ENGELBERT HUMPERDINCK has driven home for Christmas. Or at least an early version of it after coming back to Leicester this month for a festive celebration with his family before heading back to California for Christmas Day to spend time with his wife, who he recently revealed is being treated for Alzheimer’s.
“It’s so accurate, a song like that. The song is so real,” says the 82-yearold balladeer of Chris Rea’s classic, chatting happily in a quiet corner on the 15th floor of the St George’s Hotel in central London earlier this month as he promotes his first Christmas album in nearly three decades before heading off the East Midlands.
The world-famous crooner has the tanned skin and slim figure of a much younger man. Only his poor hearing gives away his octogenarian status.
Humperdinck, who changed his name from Arnold George Dorsey, recently went public about his wife Patricia’s decade-long battle with the illness, a battle that has seen him searching desperately for a cure.
He will return to Los Angeles for Christmas Day, which he will spend with her.
“My family has always been important to me,” he explains. “At Christmas time, we celebrate together, but this year I can’t come home to Leicester because of my wife’s illness. Hopefully, when she is better, we will come and spend Christmas at home.”
His wife’s illness dominates the conversation but Humperdinck is overwhelmingly optimistic. The pair met over 50 years ago at a dancehall in Leicester, and were married in 1964. Now, she struggles to recognise his face.
The performer, known for his deep Roman-Catholic faith, credits prayer for preventing her condition from worsening.
“The reason I went public with her condition is because I do have great faith and I believe that the more people who pray, the more it forms a chain, a rosary of prayer. It comes down to the person who is suffering, the victim of the disease.

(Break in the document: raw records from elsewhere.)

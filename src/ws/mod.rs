//! WebSocket layer: the `/ws` upgrade endpoint and the demo actions it
//! installs on every connection.
//!
//! The hub core does not define action semantics; [`demo`] is what the
//! bundled host offers so two browser tabs can talk to each other.

pub mod demo;
pub mod handler;
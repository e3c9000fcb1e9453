//! Hub layer: the live-connection registry and its request handle.
//!
//! The [`Hub`] control loop owns membership; everything else talks to it
//! through a [`HubHandle`]. Each member contributes an [`OutboundQueue`]
//! that `Emit` and `Broadcast` push encoded frames into.

pub mod handle;
pub mod queue;
pub mod registry;

pub use handle::{ErrorObserver, HubHandle};
pub use queue::{OutboundQueue, OutboundReceiver};
pub use registry::Hub;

I think prayer is one of the greatest healers around, more than medication.”
He has been investigating alternative medicine, looking to India and Sri Lanka for herbal cures. “I don’t think you should rely on medicine,” he declares. “I think you should rely upon herbal doctors, acupuncture and doctors outside the medical world, with different kinds and forms of treatment. I rely upon nature to provide the cure for my wife.”
And he claims to have found success in electrical acupuncture, a shock treatment which he claims can form new stem cells. “I think it’s had a lot to do with the repairing of my wife’s health,” he says.

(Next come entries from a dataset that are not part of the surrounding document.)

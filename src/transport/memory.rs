//! In-process transport built from a pair of unbounded channels.

use std::pin::Pin;
use std::task::{Context, Poll};

use futures_util::{Sink, Stream};
use tokio::sync::mpsc;

use super::Frame;
use crate::error::HubError;

/// One end of an in-memory duplex link.
///
/// Frames sent into one end come out of the other, in order. Dropping an
/// end closes the link: the other end's stream terminates and its sends
/// fail with [`HubError::TransportClosed`].
#[derive(Debug)]
pub struct ChannelTransport {
    tx: mpsc::UnboundedSender<Frame>,
    rx: mpsc::UnboundedReceiver<Frame>,
}

impl ChannelTransport {
    /// Creates two connected ends.
    #[must_use]
    pub fn pair() -> (Self, Self) {
        let (a_tx, b_rx) = mpsc::unbounded_channel();
        let (b_tx, a_rx) = mpsc::unbounded_channel();
        (
            Self { tx: a_tx, rx: a_rx },
            Self { tx: b_tx, rx: b_rx },
        )
    }

    /// Sends a frame to the other end without going through `Sink`.
    ///
    /// # Errors
    ///
    /// Returns [`HubError::TransportClosed`] if the other end is gone.
    pub fn send_frame(&self, frame: Frame) -> Result<(), HubError> {
        self.tx.send(frame).map_err(|_| HubError::TransportClosed)
    }

    /// Receives the next frame from the other end, or `None` once it is gone.
    pub async fn recv_frame(&mut self) -> Option<Frame> {
        self.rx.recv().await
    }
}

impl Stream for ChannelTransport {
    type Item = Result<Frame, HubError>;

    fn poll_next(mut self: Pin<&mut Self>, cx: &mut Context<'_>) -> Poll<Option<Self::Item>> {
        self.rx.poll_recv(cx).map(|frame| frame.map(Ok))
    }
}

impl Sink<Frame> for ChannelTransport {
    type Error = HubError;

    fn poll_ready(self: Pin<&mut Self>, _cx: &mut Context<'_>) -> Poll<Result<(), Self::Error>> {
        if self.tx.is_closed() {
            Poll::Ready(Err(HubError::TransportClosed))
        } else {
            Poll::Ready(Ok(()))
        }
    }

    fn start_send(self: Pin<&mut Self>, item: Frame) -> Result<(), Self::Error> {
        self.tx.send(item).map_err(|_| HubError::TransportClosed)
    }

    fn poll_flush(self: Pin<&mut Self>, _cx: &mut Context<'_>) -> Poll<Result<(), Self::Error>> {
        Poll::Ready(Ok(()))
    }

    fn poll_close(self: Pin<&mut Self>, _cx: &mut Context<'_>) -> Poll<Result<(), Self::Error>> {
        Poll::Ready(Ok(()))
    }
}

#[cfg(test)]
#[allow(clippy::panic)]
mod tests {
    use super::*;
    use futures_util::{SinkExt, StreamExt};

    #[tokio::test]
    async fn frames_cross_in_order() {
        let (mut a, mut b) = ChannelTransport::pair();
        let sent = a.send(Frame::Text("one".to_string())).await;
        assert!(sent.is_ok());
        let sent = a.send(Frame::Ping(Vec::new())).await;
        assert!(sent.is_ok());

        assert_eq!(b.next().await, Some(Ok(Frame::Text("one".to_string()))));
        assert_eq!(b.recv_frame().await, Some(Frame::Ping(Vec::new())));
    }

    #[tokio::test]
    async fn dropping_one_end_closes_the_other() {
        let (a, mut b) = ChannelTransport::pair();
        drop(a);
        assert!(b.next().await.is_none());
        assert_eq!(
            b.send(Frame::Close).await,
            Err(HubError::TransportClosed)
        );
    }
}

Still a formidable performer with a voice seemingly unaffected by age, Humperdinck has been forced to reduce his touring schedule to spend more time with his wife. “It’s hard to leave her,” he says. “But she’s in reliable hands. She has her carers and I have to work.”
Humperdinck may not be a household name among millennials
– or those under the age of 30 – but he has impacted modern music in surprising and extraordinary ways. Damon Albarn tried to recruit him for his Gorillaz project and a recent album saw him collaborate with Elton John.
And Humperdinck keeps one eye on the changing landscape of popular taste, citing Ariana Grande as his dream duet partner, and happily explaining his aspirations to appear on talent show The Voice.
For now, Humperdinck plans to focus all his energy on caring for his wife, snatching time to sing for his fans when he can. And despite all this, he feels a deep sense of optimism.
“You can’t sit at home and wait for things to happen,” he says. “That’s the way I am. I’m not tired of it. I love doing it, and I’m still very flattered that people still want to talk to me.”